Teresa Hunsaker shares a tasty new idea for
home food preservation.
Strawberry Lemonade Concentrate
• 6 cups strawberries, hulled, cut in half, pureed
(about 2 lbs)
• 4 cups lemon Juice, freshly squeezed (about 7 medium
lemons)
• 6 cups granulated sugar
Rinse strawberries in cool water and drain thoroughly.
Remove stems and hulls. Cut strawberries in half. Working
in batches, puree strawberries in a blender or food
processor fitted with a metal blade until smooth. Measure
3-1/2 cups puree. Add strawberry puree, lemon juice, and
sugar in a stainless steel pan. Heat to 190°F over medium
high heat, stirring occasionally. Do not boil. Remove
from heat and skim off foam. Ladle hot concentrate into
hot jars, leaving ¼ inch headspace. Wipe rims, Center lid
on jar. Screw band down until resistance is met, then
increase to fingertip tight. Place jars in canner, making
sure they are completely covered with water. Bring to a
boil and process for 25 minutes for Salt Lake County
altitude (15 minutes sea level). Remove canner lid when
time is ended, wait 5 minutes, then remove jars, cool and
store if lids sealed.
To reconstitute: Mix at least one part water, or ginger
ale with one part concentrate.
Sunshine Rhubarb Juice Concentrate
12 cups sliced rhubarb
4 cups water
Grated zest and jucice of one lemon
Grated zest and juice of one orange
1 ½ cup sugar
In a large stainless steel saucepan, combine rhubarb,
water, lemon zest, and orange zest. Bring to a boil over
medium heat, stirring constantly to avoid scorching.
Reduce heat to low, cover, and allow to simmer gently until
rhubarb is soft, about 10 minutes. Remove from heat and
stir in lemon juice and orange juice. Transfer to a damp
jelly bag or a strainer lined with several layers of
cheesecloth set over a deep bowl. Let drip for
approximately 2 hours. Once drained, place juice back into
a saucepan and add sugar. Heat to 190°F over medium heat,
stirring to dissolve sugar. Do not boil. Ladle hot
concentrate into hot jars. Wipe rim, and place lid on jar.

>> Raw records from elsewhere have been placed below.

//! Legal combinations for one participant and one roll.
//!
//! Pure queries: nothing here mutates a sheet, so adapters can call them as
//! often as they like while re-prompting.

use serde::{Deserialize, Serialize};
use smallvec::SmallVec;

use crate::core::{Color, ColorMap};
use crate::dice::RollOutcome;
use crate::sheet::Sheet;

/// Values a participant may mark with the current roll.
#[derive(Clone, Debug, PartialEq, Eq, Serialize, Deserialize)]
pub struct LegalCombinations {
    /// Rows that accept the shared sum. Only one may be chosen.
    pub shared: ColorMap<Option<u8>>,

    /// Distinct colored sums each row accepts, ascending.
    pub colored: ColorMap<SmallVec<[u8; 2]>>,
}

impl LegalCombinations {
    /// Whether the shared sum may go in `color`.
    #[must_use]
    pub fn allows_shared(&self, color: Color, value: u8) -> bool {
        self.shared[color] == Some(value)
    }

    /// Whether the colored sum `value` may go in `color`.
    #[must_use]
    pub fn allows_colored(&self, color: Color, value: u8) -> bool {
        self.colored[color].contains(&value)
    }

    /// Rows that accept the shared sum.
    pub fn shared_colors(&self) -> impl Iterator<Item = Color> + '_ {
        self.shared.iter().filter(|(_, v)| v.is_some()).map(|(c, _)| c)
    }

    /// True when neither the shared sum nor any colored sum can be marked.
    #[must_use]
    pub fn is_empty(&self) -> bool {
        self.shared.values().all(Option::is_none) && self.colored.values().all(SmallVec::is_empty)
    }

    /// Only the shared part, as offered to passive participants.
    #[must_use]
    pub fn shared_only(&self) -> Self {
        Self {
            shared: self.shared,
            colored: ColorMap::with_default(),
        }
    }
}

/// Compute which values `sheet` may mark with `roll`.
///
/// ```
/// use qwixx_engine::core::{Color, ColorMap};
/// use qwixx_engine::dice::RollOutcome;
/// use qwixx_engine::rules::legal_combinations;
/// use qwixx_engine::sheet::Sheet;
///
/// let roll = RollOutcome::from_faces([1, 1], ColorMap::new(|_| Some(1))).unwrap();
/// let legal = legal_combinations(&roll, &Sheet::new("Ada"));
///
/// // 2 opens every row, but only ascending rows start at 2.
/// assert!(legal.allows_shared(Color::Red, 2));
/// assert!(!legal.allows_shared(Color::Blue, 2));
/// ```
#[must_use]
pub fn legal_combinations(roll: &RollOutcome, sheet: &Sheet) -> LegalCombinations {
    let shared_sum = roll.shared_sum();
    let shared = ColorMap::new(|color| sheet.row(color).is_legal(shared_sum).then_some(shared_sum));

    let colored = ColorMap::new(|color| {
        let mut values: SmallVec<[u8; 2]> = SmallVec::new();
        if let Some(sums) = roll.colored_sums(color) {
            for value in sums {
                if sheet.row(color).is_legal(value) && !values.contains(&value) {
                    values.push(value);
                }
            }
        }
        values
    });

    LegalCombinations { shared, colored }
}

impl std::fmt::Display for LegalCombinations {
    /// Renders a `Color | Roll(s)` table listing only rows with options.
    fn fmt(&self, f: &mut std::fmt::Formatter<'_>) -> std::fmt::Result {
        writeln!(f, "{:<10}| {:<8}| Colored", "Color", "Shared")?;
        writeln!(f, "{}+{}+{}", "-".repeat(10), "-".repeat(9), "-".repeat(10))?;
        for color in Color::ALL {
            let shared = self.shared[color];
            let colored = &self.colored[color];
            if shared.is_none() && colored.is_empty() {
                continue;
            }
            let shared = shared.map(|v| v.to_string()).unwrap_or_default();
            let colored: Vec<String> = colored.iter().map(u8::to_string).collect();
            writeln!(f, "{:<10}| {:<8}| {}", color, shared, colored.join(" "))?;
        }
        Ok(())
    }
}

Screw band down until resistance is met, then increase to
fingertip tight. Place jars in canner, making sure jars
are covered with water. Bring to a boil and process for 20
minutes for Salt Lake County altitude (10 minutes sea
level). Remove canner lid, wait 5 minutes, then remove
jars from water, cool, and store if lids sealed.